Bailey: They are not answering the phones. If we have powers of attorney and we have to call the IRS, I usually hand it to a staff person or an administrative person and [have them] wait on the phone for two hours.
Tompkins: Every time we call in, we try to get three accounts done at the same time just so that we are being efficient. We had one amended return that sat in the wrong department for five months. We had been calling and calling, and we couldn’t get through to anyone. We had to get it escalated and they finally responded by saying they needed to move it over to [a different] department and then they would process it. After another eight months went by, we finally saw it on the transcript.
Have Rate Increases Been Difficult for Clients To Understand?
Keller: First of all, we have inflation, and I don’t consider that a fee increase. [There have been] inflationary increases because our costs have evolved going up every year [with] technology, and people and their comp structures, but we haven’t had a lot of pushback. It has forced every firm to look at their client base and ask if we are getting paid fairly for the work that we are doing. And if you are in this profession, you work hard. It doesn’t matter the size of firm you are at, you work really hard and there are great career opportunities. But we have got to be paid fairly. The profession seemed to hold [the same] prices for so long and now for the first time in my career, we have real leverage on fees. And if they don’t want to pay us, there are ten people behind them that want to work with us.
Gerety: We have got more work than we can handle right now. I’m getting calls all the time, asking, “why is my bill this high?” [I tell them to] look at the value they received. We saved them this much money with the planning we did and that has more than paid for [the fees].
Bailey: We have clients that are reluctant to call or to check in with us, and that is why they show up at the end of the year and want everything solved. We have brought a lot of that on ourselves by billing by the hour. [Client’s] attitudes frequently are “I don’t really want to pay him $500 to answer my question about whether I should lease or buy a car.” We have gone completely away from [billing by the hour because of that]. We do keep track of time, but only from a cost accounting standpoint and we try to give our clients an idea or a bid in advance of doing the work.
Wilcox: There are firms who are willing to do work at bargain basement price even in today’s environment. And we, unfortunately, are in a situation where we have to be willing to say that maybe they had better go use that firm because we are going to be burning our people out and we just can’t afford [that].

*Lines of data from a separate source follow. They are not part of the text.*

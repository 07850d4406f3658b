//! Image ingestion: picked files, dropped files and remote samples.
//!
//! Everything here is blocking and runs on the background executor. Each
//! source is decoded independently so one bad file does not sink the batch.

use crate::constants::{FALLBACK_IMAGE_NAME, IMAGE_EXTENSIONS, MAX_IMAGE_DIMENSION, MAX_SAMPLE_BYTES};
use crate::error::{IngestError, IngestResult};
use crate::types::LoadedImage;
use image::imageops::FilterType;
use std::fs::File;
use std::io::Read;
use std::path::{Path, PathBuf};
use std::sync::Arc;
use tracing::{debug, warn};

/// Where an image comes from.
#[derive(Debug, Clone, PartialEq, Eq)]
pub enum ImageSource {
    File(PathBuf),
    Remote { name: String, url: String },
}

impl ImageSource {
    /// Display name for the placed item.
    pub fn name(&self) -> String {
        match self {
            ImageSource::File(path) => display_name(path),
            ImageSource::Remote { name, .. } => name.clone(),
        }
    }
}

/// File name of `path`, or the fallback name when it has none.
pub fn display_name(path: &Path) -> String {
    path.file_name()
        .map(|name| name.to_string_lossy().into_owned())
        .filter(|name| !name.is_empty())
        .unwrap_or_else(|| FALLBACK_IMAGE_NAME.to_string())
}

/// Sample sources named `sample-1.jpg`, `sample-2.jpg`, ...
pub fn sample_sources(urls: &[String]) -> Vec<ImageSource> {
    urls.iter()
        .enumerate()
        .map(|(index, url)| ImageSource::Remote {
            name: format!("sample-{}.jpg", index + 1),
            url: url.clone(),
        })
        .collect()
}

/// True when a path looks like an image, by extension or by its magic bytes.
pub fn is_image_path(path: &Path) -> bool {
    let by_extension = path
        .extension()
        .and_then(|ext| ext.to_str())
        .map(|ext| {
            let ext = ext.to_ascii_lowercase();
            IMAGE_EXTENSIONS.contains(&ext.as_str())
        })
        .unwrap_or(false);

    by_extension || sniff_image(path)
}

fn sniff_image(path: &Path) -> bool {
    let mut header = [0u8; 32];
    let Ok(mut file) = File::open(path) else {
        return false;
    };
    let Ok(read) = file.read(&mut header) else {
        return false;
    };
    read > 0 && image::guess_format(&header[..read]).is_ok()
}

/// Keep only image files, preserving order.
pub fn filter_image_paths(paths: &[PathBuf]) -> Vec<PathBuf> {
    paths
        .iter()
        .filter(|path| path.is_file() && is_image_path(path))
        .cloned()
        .collect()
}

/// File sources for the picked or dropped paths. Non-images are skipped.
pub fn file_sources(paths: &[PathBuf]) -> Vec<ImageSource> {
    let images = filter_image_paths(paths);
    if images.len() < paths.len() {
        debug!(ignored = paths.len() - images.len(), "Ignored non-image files");
    }
    images.into_iter().map(ImageSource::File).collect()
}

/// Load and decode one source.
pub fn load_source(source: &ImageSource) -> IngestResult<LoadedImage> {
    let name = source.name();
    let bytes = match source {
        ImageSource::File(path) => std::fs::read(path).map_err(|source| IngestError::Io {
            path: path.clone(),
            source,
        })?,
        ImageSource::Remote { url, .. } => fetch(url)?,
    };
    decode_bytes(&name, &bytes)
}

/// Load every source, splitting successes from failures.
pub fn load_sources(sources: &[ImageSource]) -> (Vec<LoadedImage>, Vec<IngestError>) {
    let mut loaded = Vec::new();
    let mut errors = Vec::new();
    for source in sources {
        match load_source(source) {
            Ok(image) => loaded.push(image),
            Err(err) => {
                warn!(source = %source.name(), error = %err, "Failed to load image");
                errors.push(err);
            }
        }
    }
    (loaded, errors)
}

/// Decode encoded bytes into RGBA pixels, downscaling oversized images.
pub fn decode_bytes(name: &str, bytes: &[u8]) -> IngestResult<LoadedImage> {
    if image::guess_format(bytes).is_err() {
        return Err(IngestError::Unsupported(name.to_string()));
    }
    let mut decoded = image::load_from_memory(bytes).map_err(|source| IngestError::Decode {
        name: name.to_string(),
        source,
    })?;

    if decoded.width() == 0 || decoded.height() == 0 {
        return Err(IngestError::EmptyImage(name.to_string()));
    }

    if decoded.width() > MAX_IMAGE_DIMENSION || decoded.height() > MAX_IMAGE_DIMENSION {
        debug!(
            name,
            width = decoded.width(),
            height = decoded.height(),
            "Downscaling large image"
        );
        // resize() keeps the aspect ratio inside the bounds
        decoded = decoded.resize(MAX_IMAGE_DIMENSION, MAX_IMAGE_DIMENSION, FilterType::Triangle);
    }

    Ok(LoadedImage {
        name: name.to_string(),
        pixels: Arc::new(decoded.to_rgba8()),
    })
}

fn fetch(url: &str) -> IngestResult<Vec<u8>> {
    let http_error = |message: String| IngestError::Http {
        url: url.to_string(),
        message,
    };

    let response = ureq::get(url)
        .call()
        .map_err(|err| http_error(err.to_string()))?;

    let mut bytes = Vec::new();
    response
        .into_reader()
        .take(MAX_SAMPLE_BYTES)
        .read_to_end(&mut bytes)
        .map_err(|err| http_error(err.to_string()))?;
    debug!(url, bytes = bytes.len(), "Downloaded sample");
    Ok(bytes)
}
//! Rendering of the moodboard window.
//!
//! Layout, top to bottom: toolbar, canvas, footer. Overlays (the rotation
//! prompt and toasts) are deferred so they paint above everything else.

mod canvas;
mod footer;
mod overlays;
mod toolbar;

use crate::app::MoodboardApp;
use crate::constants::{FOOTER_HEIGHT, HEADER_HEIGHT};
use crate::profile_scope;
use gpui::*;
use gpui_component::ActiveTheme as _;

impl Render for MoodboardApp {
    fn render(&mut self, window: &mut Window, cx: &mut Context<Self>) -> impl IntoElement {
        profile_scope!("render");

        // The canvas takes whatever the toolbar and footer leave
        let viewport = window.viewport_size();
        let canvas_w = f32::from(viewport.width).max(0.0) as u32;
        let canvas_h = (f32::from(viewport.height) - HEADER_HEIGHT - FOOTER_HEIGHT).max(0.0) as u32;
        self.board.set_canvas_size((canvas_w, canvas_h));
        self.textures.release_retired(window);
        if self.toasts.any_fading() {
            window.request_animation_frame();
        }

        let bg = cx.theme().background;
        let fg = cx.theme().foreground;
        let prompt_input = self
            .rotation_prompt
            .as_ref()
            .map(|prompt| prompt.input.clone());

        let toolbar = toolbar::render_toolbar(self, cx);
        let canvas = canvas::render_canvas_area(self, cx);
        let footer = footer::render_footer(self, cx);
        let prompt = prompt_input.map(|input| overlays::render_rotation_prompt(input, cx));
        let toasts = (!self.toasts.is_empty()).then(|| overlays::render_toasts(self.toasts.toasts(), cx));

        div()
            .id("moodboard")
            .key_context("Moodboard")
            .track_focus(&self.focus_handle)
            .on_key_down(cx.listener(Self::handle_key_down))
            .relative()
            .size_full()
            .flex()
            .flex_col()
            .bg(bg)
            .text_color(fg)
            .child(toolbar)
            .child(canvas)
            .child(footer)
            .children(prompt)
            .children(toasts)
    }
}
//! Pointer motion during a drag or resize gesture.
//!
//! Called on every mouse move, so it exits early while idle.

use super::coords::CoordinateConverter;
use super::state::GestureUpdate;
use crate::app::MoodboardApp;
use crate::profile_scope;
use gpui::*;

impl MoodboardApp {
    pub fn handle_mouse_move(
        &mut self,
        event: &MouseMoveEvent,
        _window: &mut Window,
        cx: &mut Context<Self>,
    ) {
        if self.input_state.is_idle() {
            return;
        }
        profile_scope!("handle_mouse_move");

        // Release happened outside the window
        if event.pressed_button != Some(MouseButton::Left) {
            self.finish_gesture(cx);
            return;
        }

        let pointer = CoordinateConverter::window_to_canvas(event.position);
        let changed = match self.input_state.update(pointer) {
            Some(GestureUpdate::Move { item_id, position }) => {
                self.board.move_item(item_id, position)
            }
            Some(GestureUpdate::Resize { item_id, rect }) => self.board.set_item_rect(item_id, rect),
            None => false,
        };

        if changed {
            cx.notify();
        }
    }
}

Anderson: I think we need to do a better job of who we give the best benefit of our services to. There are a lot of ungrateful people out there who think that they are entitled to the best we have to give at whatever the cheapest price anybody else is willing to pay is, and that just doesn’t work. We have to sell benefits, not features, and communicate to clients that it is expensive, but they are getting the attention that they would not necessarily get someplace else. This is the relationship business. It is not a paper business. It is a relationship business. It is an intellectual business.
Keller: You have to be able to show [clients] how you add value. I always tell our people, that even if we are just doing an audit and a tax return, [if] we are not finding a way to add value, then we probably shouldn’t be working with them. There’s a value proposition that goes with working with our firm and it’s going to cost a lot more, but you are going to get a lot of value for it.